# Isopods are brutal...



## EulersK (Jul 27, 2017)

For the longest time, I've been feeding my isopod colony boluses from my tarantulas. For several reasons, I didn't have any on hand, so I figured that I'd try to feed them a recently killed roach. I took an adult male dubia, cut him in half, and dropped both halves into the colony. I figured that the roach would die and begin to decay within a day or two, after which they'd start to eat. Apparently P. scaber prefer fresh food, because he was still kicking an hour later and about half of a dozen were munching on the cut line. I'd imagine that more would have been attracted had the cut line been larger. 

I had no idea these were such voracious eaters, I need to keep that in mind. I'm sure that they're fine with reptiles, but after seeing that I'll never put them in with inverts again.

Reactions: Like 1 | Disagree 1 | Informative 3


----------



## Socfroggy (Jul 28, 2017)

Wow. Did they finish it??


----------



## sdsnybny (Jul 28, 2017)

EulersK said:


> For the longest time, I've been feeding my isopod colony boluses from my tarantulas. For several reasons, I didn't have any on hand, so I figured that I'd try to feed them a recently killed roach. I took an adult male dubia, cut him in half, and dropped both halves into the colony. I figured that the roach would die and begin to decay within a day or two, after which they'd start to eat. Apparently P. scaber prefer fresh food, because he was still kicking an hour later and about half of a dozen were munching on the cut line.
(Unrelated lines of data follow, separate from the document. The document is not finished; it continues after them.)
//! Mote state (§3).
//!
//! Motes live in a flat arena (`Simulation::motes: Vec<Mote>`) indexed by
//! `MoteId`, per the Design Notes instruction against ownership cycles for
//! mote-to-neighbor references — the same pattern the reference uses for its
//! `HashMap<u8, NodeState>` node registry, just with a dense `Vec` since ids
//! here are always `0..num_motes`.

pub mod mac;
pub mod otf;
pub mod rpl;
pub mod sixtop;

use crate::engine::{Asn, MoteId};
use crate::packet::{Cell, CellDirection, Packet, PendingTransaction};
use std::collections::{HashMap, VecDeque};

/// MAC max CSMA backoff exponent (§4.5).
pub const MAC_MAX_BE: u32 = 7;
/// MAC max CSMA backoff attempts before drop (§4.5).
pub const MAC_MAX_CSMA_BACKOFFS: u32 = 4;

/// What a mote is doing between registering intent with propagation and that
/// intent being resolved. Modeled as an explicit enum rather than a
/// reentrancy guard (§9: "never truly interleaves... implement as an explicit
/// enum").
#[derive(Debug, Clone, Copy, PartialEq, Eq)]
pub enum WaitingFor {
    None,
    Rx,
    /// Idle-listening on a SHARED cell (§4.4).
    Shared,
}

/// Bounded FIFO wrapper; `push_back` returns `false` (and the caller counts a
/// `droppedQueueFull`) once `capacity` is reached.
#[derive(Debug, Clone)]
pub struct BoundedQueue<T> {
    items: VecDeque<T>,
    capacity: usize,
}

impl<T> BoundedQueue<T> {
    pub fn new(capacity: usize) -> Self {
        BoundedQueue { items: VecDeque::new(), capacity }
    }

    pub fn push_back(&mut self, item: T) -> bool {
        if self.items.len() >= self.capacity {
            return false;
        }
        self.items.push_back(item);
        true
    }

    pub fn pop_front(&mut self) -> Option<T> {
        self.items.pop_front()
    }

    pub fn front(&self) -> Option<&T> {
        self.items.front()
    }

    pub fn front_mut(&mut self) -> Option<&mut T> {
        self.items.front_mut()
    }

    pub fn len(&self) -> usize {
        self.items.len()
    }

    pub fn is_empty(&self) -> bool {
        self.items.is_empty()
    }

    pub fn iter(&self) -> impl Iterator<Item = &T> {
        self.items.iter()
    }

    /// Remove and return the first element matching `pred`, preserving the
    /// order of everything else (used for answer pre-emption, §4.4).
    pub fn remove_first<F: Fn(&T) -> bool>(&mut self, pred: F) -> Option<T> {
        let pos = self.items.iter().position(pred)?;
        self.items.remove(pos)
    }
}

const DATA_QUEUE_CAPACITY: usize = 10;
const CONTROL_QUEUE_CAPACITY: usize = 10;

/// A network node (§3). Fields are grouped roughly the way the distilled data
/// model lists them.
pub struct Mote {
    pub id: MoteId,
    pub is_root: bool,

    // --- RPL ---
    pub rank: Option<u32>,
    pub dag_rank: Option<u32>,
    pub parent_set: Vec<MoteId>,
    pub preferred_parent: Option<MoteId>,
    pub neighbor_rank: HashMap<MoteId, u32>,
    pub neighbor_dag_rank: HashMap<MoteId, u32>,
    pub dio_hear_count: HashMap<MoteId, u32>,
    pub traffic_portion: HashMap<MoteId, f64>,
    pub time_corrected_slot: Asn,

    // --- schedule ---
    pub schedule: HashMap<u16, Cell>,
    /// `reserve[slot][channel]`; best-effort local collision hint (§5).
    pub reserve: Vec<Vec<bool>>,
    pub cells_to: HashMap<MoteId, u32>,
    pub cells_from: HashMap<MoteId, u32>,

    // --- queues ---
    pub data_queue: BoundedQueue<Packet>,
    pub control_queue_high: BoundedQueue<Packet>,
    pub control_queue_normal: BoundedQueue<Packet>,

    // --- 6top ---
    pub seq_with_neighbor: HashMap<MoteId, u32>,
    pub expected_seq_from_neighbor: HashMap<MoteId, u32>,
    pub pending_transaction: Option<PendingTransaction>,
    pub request_triggered: HashMap<MoteId, bool>,
    pub otf_status: HashMap<MoteId, bool>,

    // --- MAC / radio ---
    pub waiting_for: WaitingFor,
    pub drift_ppm: f32,
    pub noise_dbm: f32,
    pub min_rssi_dbm: f32,
    pub send_control_delay: u32,
    pub mac_backoff_nb: u32,
    pub backoff_exponent: u32,
    pub pkt_to_send_alloc: Option<Packet>,

    // --- OTF ---
    pub moving_avg_incoming_traffic: HashMap<MoteId, f64>,

    // --- bookkeeping ---
    pub battery_charge: f64,
    pub app_reaches_dagroot: u64,
    pub dropped_queue_full: u64,
    pub dropped_no_route: u64,
    pub dropped_no_tx_cells: u64,
    pub dropped_mac_retries: u64,
    pub dropped_app_failed_enqueue_control: u64,
    pub transaction_aborted: u64,
    pub rpl_churn_pref_parent: u64,
    pub top_tx_relocated_cells: u64,
    pub latency_sum_slots: u64,
    pub latency_count: u64,
}

impl Mote {
    pub fn new(id: MoteId, is_root: bool, drift_ppm: f32, noise_dbm: f32, min_rssi_dbm: f32, slotframe_length: u16, num_channels: u8) -> Self {
        Mote {
            id,
            is_root,
            rank: if is_root { Some(0) } else { None },
            dag_rank: if is_root { Some(0) } else { None },
            parent_set: Vec::new(),
            preferred_parent: None,
            neighbor_rank: HashMap::new(),
            neighbor_dag_rank: HashMap::new(),
            dio_hear_count: HashMap::new(),
            traffic_portion: HashMap::new(),
            time_corrected_slot: 0,
            schedule: HashMap::new(),
            reserve: vec![vec![false; num_channels as usize]; slotframe_length as usize],
            cells_to: HashMap::new(),
            cells_from: HashMap::new(),
            data_queue: BoundedQueue::new(DATA_QUEUE_CAPACITY),
            control_queue_high: BoundedQueue::new(CONTROL_QUEUE_CAPACITY),
            control_queue_normal: BoundedQueue::new(CONTROL_QUEUE_CAPACITY),
            seq_with_neighbor: HashMap::new(),
            expected_seq_from_neighbor: HashMap::new(),
            pending_transaction: None,
            request_triggered: HashMap::new(),
            otf_status: HashMap::new(),
            waiting_for: WaitingFor::None,
            drift_ppm,
            noise_dbm,
            min_rssi_dbm,
            send_control_delay: 0,
            mac_backoff_nb: 0,
            backoff_exponent: 0,
            pkt_to_send_alloc: None,
            moving_avg_incoming_traffic: HashMap::new(),
            battery_charge: 0.0,
            app_reaches_dagroot: 0,
            dropped_queue_full: 0,
            dropped_no_route: 0,
            dropped_no_tx_cells: 0,
            dropped_mac_retries: 0,
            dropped_app_failed_enqueue_control: 0,
            transaction_aborted: 0,
            rpl_churn_pref_parent: 0,
            top_tx_relocated_cells: 0,
            latency_sum_slots: 0,
            latency_count: 0,
        }
    }

    /// Accumulated clock drift vs the DAG root, in microseconds, used only as
    /// a deterministic capture tiebreaker (§4.2 step 2).
    pub fn calc_time(&self, asn: Asn, slot_duration_s: f64) -> f64 {
        let elapsed_slots = asn.saturating_sub(self.time_corrected_slot) as f64;
        let elapsed_us = elapsed_slots * slot_duration_s * 1e6;
        elapsed_us * (self.drift_ppm as f64 / 1_000_000.0)
    }

    pub fn num_cells_to(&self, neighbor: MoteId) -> u32 {
        *self.cells_to.get(&neighbor).unwrap_or(&0)
    }

    pub fn num_cells_from(&self, neighbor: MoteId) -> u32 {
        *self.cells_from.get(&neighbor).unwrap_or(&0)
    }

    /// Install a cell, keeping `cellsTo`/`cellsFrom` and the reserve table
    /// consistent with the schedule (§3 invariant).
    pub fn install_cell(&mut self, slot: u16, cell: Cell) {
        if let Some(ch) = self.reserve.get_mut(slot as usize) {
            if let Some(slot_ch) = ch.get_mut(cell.channel as usize) {
                *slot_ch = true;
            }
        }
        match (cell.dir, cell.neighbor) {
            (CellDirection::Tx, Some(n)) => {
                *self.cells_to.entry(n).or_insert(0) += 1;
            }
            (CellDirection::Rx, Some(n)) => {
                *self.cells_from.entry(n).or_insert(0) += 1;
            }
            _ => {}
        }
        self.schedule.insert(slot, cell);
    }

    /// Remove a cell, if present, keeping counters and the reserve table
    /// consistent.
    pub fn remove_cell(&mut self, slot: u16) -> Option<Cell> {
        let cell = self.schedule.remove(&slot)?;
        if let Some(ch) = self.reserve.get_mut(slot as usize) {
            if let Some(slot_ch) = ch.get_mut(cell.channel as usize) {
                *slot_ch = false;
            }
        }
        match (cell.dir, cell.neighbor) {
            (CellDirection::Tx, Some(n)) => {
                if let Some(count) = self.cells_to.get_mut(&n) {
                    *count = count.saturating_sub(1);
                }
            }
            (CellDirection::Rx, Some(n)) => {
                if let Some(count) = self.cells_from.get_mut(&n) {
                    *count = count.saturating_sub(1);
                }
            }
            _ => {}
        }
        Some(cell)
    }

    pub fn tx_cells_to(&self, neighbor: MoteId) -> Vec<u16> {
        self.schedule
            .iter()
            .filter(|(_, c)| c.dir == CellDirection::Tx && c.neighbor == Some(neighbor))
            .map(|(&slot, _)| slot)
            .collect()
    }

    pub fn rx_cells_from(&self, neighbor: MoteId) -> Vec<u16> {
        self.schedule
            .iter()
            .filter(|(_, c)| c.dir == CellDirection::Rx && c.neighbor == Some(neighbor))
            .map(|(&slot, _)| slot)
            .collect()
    }

    pub fn next_outgoing_seq(&mut self, neighbor: MoteId) -> u32 {
        let seq = self.seq_with_neighbor.entry(neighbor).or_insert(0);
        *seq += 1;
        *seq
    }

    /// Push to the control queue appropriate for `high_priority`, counting
    /// `droppedAppFailedEnqueueControl` on overflow.
    pub fn enqueue_control(&mut self, packet: Packet, high_priority: bool) -> bool {
        let ok = if high_priority {
            self.control_queue_high.push_back(packet)
        } else {
            self.control_queue_normal.push_back(packet)
        };
        if !ok {
            self.dropped_app_failed_enqueue_control += 1;
            log::debug!("mote {}: control queue full, dropping outgoing control packet", self.id);
        }
        ok
    }
}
I'd imagine that more would have been attracted had the cut line been larger.
> 
> 
> I had no idea these were such voracious eaters, I need to keep that in mind. I'm sure that they're fine with reptiles, but after seeing that I'll never put them in with inverts again.


I've never had them bother a T, even when molting. But they will clean up any and all dead/decaying material in a hurry.


----------



## EulersK (Jul 28, 2017)

Socfroggy said:


> Wow. Did they finish it??


Not even close, no. They still haven't made a dent, but they're definitely still on it. Maybe they're waiting?



sdsnybny said:


> I've never had them bother a T, even when molting. But they will clean up any and all dead/decaying material in a hurry.
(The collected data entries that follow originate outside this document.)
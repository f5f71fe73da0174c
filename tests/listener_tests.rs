//! Integration tests for the listener.
//!
//! These drive the whole pipeline (snapshot, diff, classify, extract, publish)
//! through the scripted automation backend.

use chat_listener::{
    Config, EventPublisher, ForwardedItem, ListenError, Listener, Message, MessageKind,
    OriginKind, ReplayScript, ScriptedAutomation, ScriptedMessage, ScriptedWindow, Selector,
    SenderKind, Side, SourceKind, WindowRef, WorkerState,
};
use pretty_assertions::assert_eq;
use std::sync::{Arc, Mutex};
use std::time::Duration;
use tempfile::TempDir;

struct Harness {
    automation: Arc<ScriptedAutomation>,
    listener: Arc<Listener>,
    received: Arc<Mutex<Vec<Message>>>,
    dir: TempDir,
}

impl Harness {
    fn new(windows: Vec<ScriptedWindow>) -> Self {
        Self::with_config(windows, |_| {})
    }

    fn with_config(windows: Vec<ScriptedWindow>, tweak: impl FnOnce(&mut Config)) -> Self {
        let dir = tempfile::tempdir().unwrap();
        let mut config = Config::default();
        config.timing.settle_delay_ms = 0;
        config.timing.cycle_interval_ms = 5;
        config.timing.retry_interval_ms = 1;
        config.timing.save_dialog_timeout_ms = 30;
        config.storage.save_dir = dir.path().join("media");
        tweak(&mut config);

        let automation = Arc::new(ScriptedAutomation::new(
            ReplayScript { windows },
            &config.timing,
        ));
        let publisher = Arc::new(EventPublisher::new());
        let received = Arc::new(Mutex::new(Vec::new()));
        let sink = Arc::clone(&received);
        publisher.on_message(move |message, _| sink.lock().unwrap().push(message.clone()));

        let listener = Arc::new(Listener::new(config, automation.clone(), publisher));
        Self {
            automation,
            listener,
            received,
            dir,
        }
    }

    fn windows(&self) -> Vec<WindowRef> {
        self.automation.window_refs()
    }

    async fn register_all(&self) {
        self.listener.register(self.windows()).await.unwrap();
    }

    fn received(&self) -> Vec<Message> {
        self.received.lock().unwrap().clone()
    }

    fn contents(&self) -> Vec<Vec<String>> {
        self.received().into_iter().map(|m| m.content).collect()
    }

    async fn wait_for_messages(&self, count: usize) {
        for _ in 0..200 {
            if self.received.lock().unwrap().len() >= count {
                return;
            }
            tokio::time::sleep(Duration::from_millis(5)).await;
        }
        panic!("expected {} messages, got {:?}", count, self.contents());
    }
}

fn friend(label: &str) -> ScriptedMessage {
    ScriptedMessage::text_from(label, "Alice")
}

#[tokio::test]
async fn test_text_then_image_end_to_end() {
    let harness = Harness::new(vec![ScriptedWindow::new("Alice")
        .frame(vec![friend("hello")])
        .frame(vec![
            friend("hello"),
            friend("how are you"),
            ScriptedMessage::new("[图片]")
                .from_friend("Alice")
                .with_file("photo.png"),
        ])]);
    harness.register_all().await;

    harness.listener.poll_cycle().await.unwrap();

    let received = harness.received();
    assert_eq!(received.len(), 2);
    assert_eq!(received[0].kind, MessageKind::Text);
    assert_eq!(received[0].content, vec!["how are you"]);
    assert_eq!(received[0].sender_kind, SenderKind::Friend);
    assert_eq!(received[0].origin_kind, OriginKind::Single);
    assert_eq!(received[0].sender_name, "Alice");
    assert_eq!(received[0].origin_window, "Alice");

    let saved = harness.dir.path().join("media").join("photo.png");
    assert_eq!(received[1].kind, MessageKind::Image);
    assert_eq!(received[1].content, vec![saved.to_string_lossy().into_owned()]);
    assert!(saved.exists());

    assert_eq!(
        harness.listener.last_snapshot("Alice").await.unwrap(),
        vec!["hello", "how are you", "[图片]"]
    );
}

#[tokio::test]
async fn test_baseline_is_never_delivered() {
    let harness = Harness::new(vec![ScriptedWindow::new("Alice").frame(vec![
        friend("old"),
        friend("older"),
    ])]);
    harness.register_all().await;

    harness.listener.poll_cycle().await.unwrap();
    harness.listener.poll_cycle().await.unwrap();

    assert!(harness.received().is_empty());
}

#[tokio::test]
async fn test_repeated_message_delivered_once() {
    let harness = Harness::new(vec![ScriptedWindow::new("Alice")
        .frame(vec![friend("ok"), friend("X")])
        .frame(vec![friend("ok"), friend("X"), friend("X")])]);
    harness.register_all().await;

    harness.listener.poll_cycle().await.unwrap();
    harness.listener.poll_cycle().await.unwrap();
    harness.listener.poll_cycle().await.unwrap();

    assert_eq!(harness.contents(), vec![vec!["X".to_string()]]);
}

#[tokio::test]
async fn test_message_after_duplicate_boundary() {
    let harness = Harness::new(vec![ScriptedWindow::new("Alice")
        .frame(vec![friend("A"), friend("X")])
        .frame(vec![friend("A"), friend("X"), friend("X"), friend("Y")])]);
    harness.register_all().await;

    harness.listener.poll_cycle().await.unwrap();

    assert_eq!(harness.contents(), vec![vec!["Y".to_string()]]);
}

#[tokio::test]
async fn test_self_messages_skip_filtered_subscribers() {
    let harness = Harness::new(vec![ScriptedWindow::new("Alice").frame(vec![]).frame(vec![
        ScriptedMessage::own_text("mine", "Me"),
        friend("theirs"),
    ])]);
    let others = Arc::new(Mutex::new(Vec::new()));
    let sink = Arc::clone(&others);
    harness
        .listener
        .publisher()
        .on_message_without_self(move |m, _| sink.lock().unwrap().push(m.content[0].clone()));
    harness.register_all().await;

    harness.listener.poll_cycle().await.unwrap();

    let received = harness.received();
    assert_eq!(received.len(), 2);
    assert_eq!(received[0].sender_kind, SenderKind::Myself);
    assert!(received[0].is_self());
    // Own messages never carry the window title as sender name
    assert_eq!(received[0].origin_kind, OriginKind::Group);
    assert_eq!(*others.lock().unwrap(), vec!["theirs"]);
}

#[tokio::test]
async fn test_group_origin() {
    let harness = Harness::new(vec![ScriptedWindow::new("Book club")
        .frame(vec![])
        .frame(vec![ScriptedMessage::text_from("chapter 3?", "Bob")])]);
    harness.register_all().await;

    harness.listener.poll_cycle().await.unwrap();

    let received = harness.received();
    assert_eq!(received[0].origin_kind, OriginKind::Group);
    assert_eq!(received[0].sender_name, "Bob");
}

#[tokio::test]
async fn test_system_messages() {
    let harness = Harness::new(vec![ScriptedWindow::new("Alice").frame(vec![]).frame(vec![
        ScriptedMessage::new("").with_child(Selector::SystemNotice, "Alice patted you"),
        ScriptedMessage::new("Alice recalled a message"),
    ])]);
    harness.register_all().await;

    harness.listener.poll_cycle().await.unwrap();

    let received = harness.received();
    assert_eq!(received.len(), 2);
    for message in &received {
        assert_eq!(message.source_kind, SourceKind::System);
        assert_eq!(message.kind, MessageKind::Text);
        assert_eq!(message.sender_kind, SenderKind::Myself);
        assert_eq!(message.origin_kind, OriginKind::Single);
        assert_eq!(message.sender_name, "System");
    }
    assert_eq!(
        harness.contents(),
        vec![
            vec!["Alice patted you".to_string()],
            vec!["Alice recalled a message".to_string()]
        ]
    );
}

#[tokio::test]
async fn test_every_kind_is_extracted() {
    let harness = Harness::new(vec![ScriptedWindow::new("Alice").frame(vec![]).frame(vec![
        ScriptedMessage::new("Order status")
            .from_friend("Alice")
            .with_child(Selector::MiniProgramSign(Side::Other), "小程序")
            .with_child(Selector::MiniProgramTitle(Side::Other), "Tickets")
            .with_child(Selector::MiniProgramBody(Side::Other), "Seat 12A"),
        ScriptedMessage::new("微信转账")
            .from_friend("Alice")
            .with_child(Selector::TransferSign(Side::Other), "微信转账")
            .with_child(Selector::TransferAmount(Side::Other), "¥88.00"),
        ScriptedMessage::new("sounds good\n引用  的消息 : dinner at 7?")
            .from_friend("Alice")
            .with_child(Selector::QuoteSender, "Bob : dinner at 7?"),
        ScriptedMessage::new("[语音]3\"")
            .from_friend("Alice")
            .with_transcript("on my way", 2),
        ScriptedMessage::new("[聊天记录]")
            .from_friend("Alice")
            .with_forwarded(vec![
                ForwardedItem {
                    label: "Bob see you 09:00".to_string(),
                    text: Some("see you".to_string()),
                },
                ForwardedItem {
                    label: "Bob[图片]09:01".to_string(),
                    text: None,
                },
                ForwardedItem {
                    label: "Bob 09:02".to_string(),
                    text: None,
                },
            ]),
        ScriptedMessage::new("[视频]")
            .from_friend("Alice")
            .with_file("clip.mp4"),
        ScriptedMessage::new("[动画表情]").from_friend("Alice"),
    ])]);
    harness.register_all().await;

    harness.listener.poll_cycle().await.unwrap();

    let received = harness.received();
    let kinds: Vec<MessageKind> = received.iter().map(|m| m.kind).collect();
    assert_eq!(
        kinds,
        vec![
            MessageKind::MiniProgramCard,
            MessageKind::Transfer,
            MessageKind::Quote,
            MessageKind::Voice,
            MessageKind::MergeForward,
            MessageKind::Video,
            MessageKind::Emoji,
        ]
    );
    assert_eq!(received[0].content, vec!["Tickets", "Seat 12A"]);
    assert_eq!(received[1].content, vec!["¥88.00"]);
    assert_eq!(received[2].content, vec!["sounds good", "dinner at 7?", "Bob"]);
    assert_eq!(received[3].content, vec!["on my way"]);
    assert_eq!(
        received[4].content,
        vec![
            "user [Bob] at [09:00] said: see you",
            "user [Bob] at [09:01] sent: [图片]",
        ]
    );
    assert!(received[5].content[0].ends_with("clip.mp4"));
    // base64 of the PNG signature
    assert!(received[6].content[0].starts_with("iVBORw0KGgo"));
}

#[tokio::test]
async fn test_failed_messages_are_skipped_and_snapshot_advances() {
    let harness = Harness::new(vec![ScriptedWindow::new("Alice")
        .frame(vec![friend("hello")])
        .frame(vec![
            friend("hello"),
            ScriptedMessage::new("[位置]").from_friend("Alice"),
            ScriptedMessage::new("[文件]")
                .from_friend("Alice")
                .without_save_dialog(),
            ScriptedMessage::new("Order status")
                .from_friend("Alice")
                .with_child(Selector::MiniProgramSign(Side::Other), "小程序"),
            friend("after"),
        ])]);
    harness.register_all().await;

    harness.listener.poll_cycle().await.unwrap();
    harness.listener.poll_cycle().await.unwrap();

    assert_eq!(harness.contents(), vec![vec!["after".to_string()]]);
    assert_eq!(harness.listener.last_snapshot("Alice").await.unwrap().len(), 5);
    let status = harness.listener.status().await;
    assert_eq!(status.delivered_total, 1);
    assert_eq!(status.skipped_total, 3);
}

#[tokio::test]
async fn test_unwritable_save_dir_skips_only_the_media_message() {
    // A regular file where the save directory should be created
    let blocker = tempfile::NamedTempFile::new().unwrap();
    let save_dir = blocker.path().join("media");
    let harness = Harness::with_config(
        vec![ScriptedWindow::new("Alice")
            .frame(vec![friend("hello")])
            .frame(vec![
                friend("hello"),
                ScriptedMessage::new("[图片]")
                    .from_friend("Alice")
                    .with_file("photo.png"),
                friend("after"),
            ])],
        move |config| config.storage.save_dir = save_dir,
    );
    harness.register_all().await;

    harness.listener.poll_cycle().await.unwrap();

    assert_eq!(harness.contents(), vec![vec!["after".to_string()]]);
    assert_eq!(
        harness.listener.last_snapshot("Alice").await.unwrap(),
        vec!["hello", "[图片]", "after"]
    );
    assert_eq!(harness.listener.status().await.skipped_total, 1);
}

#[tokio::test]
async fn test_lost_boundary_is_fatal() {
    let harness = Harness::new(vec![ScriptedWindow::new("Alice")
        .frame(vec![friend("a")])
        .frame(vec![friend("b")])]);
    harness.register_all().await;

    let result = harness.listener.poll_cycle().await;
    assert!(matches!(result, Err(ListenError::SnapshotDiverged { .. })));
}

#[tokio::test]
async fn test_closed_window_is_fatal_by_default() {
    let harness = Harness::new(vec![ScriptedWindow::new("Alice")
        .frame(vec![friend("a")])
        .closes_after(1)]);
    harness.register_all().await;

    let result = harness.listener.poll_cycle().await;
    assert!(matches!(result, Err(ListenError::WindowUnavailable(title)) if title == "Alice"));
}

#[tokio::test]
async fn test_closed_window_can_be_dropped() {
    let harness = Harness::with_config(
        vec![
            ScriptedWindow::new("Alice").frame(vec![friend("a")]).closes_after(1),
            ScriptedWindow::new("Bob")
                .frame(vec![])
                .frame(vec![ScriptedMessage::text_from("still here", "Bob")]),
        ],
        |config| config.listen.drop_unavailable_windows = true,
    );
    harness.register_all().await;

    harness.listener.poll_cycle().await.unwrap();

    assert_eq!(harness.listener.windows().await, vec!["Bob"]);
    assert_eq!(harness.contents(), vec![vec!["still here".to_string()]]);
}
The only enclosures that I've kept P. scaber in are large adult tarantulas, and I suspect they wouldn't be bothered. I just put them in a dwarf's enclosure, and I'll be removing them tonight.


----------



## Socfroggy (Jul 28, 2017)

EulersK said:


> Not even close, no. They still haven't made a dent, but they're definitely still on it. Maybe they're waiting?
> 
> Perhaps. Keep us posted!
> 
> ...


----------



## Hisserdude (Jul 29, 2017)

Oh yeah, P.scaber are savage, several keepers have reported them going after the roaches they are housed with, even healthy individuals!  They severely stressed out the Rhabdoblatta formosana I housed them with, so I had to remove them all from that enclosure. 

Someone on Facebook even took a video of some P.scaber he had housed with his chameleon grabbing and eating live soldier fly larvae he put in the enclosure!

I'd definitely suggest keeping a close eye on any invertebrates you house them with, especially if they are soft bodied!


----------



## blacksheep998 (Jul 31, 2017)

I used to have a video of this, but sadly lost it when my phone's SD card died.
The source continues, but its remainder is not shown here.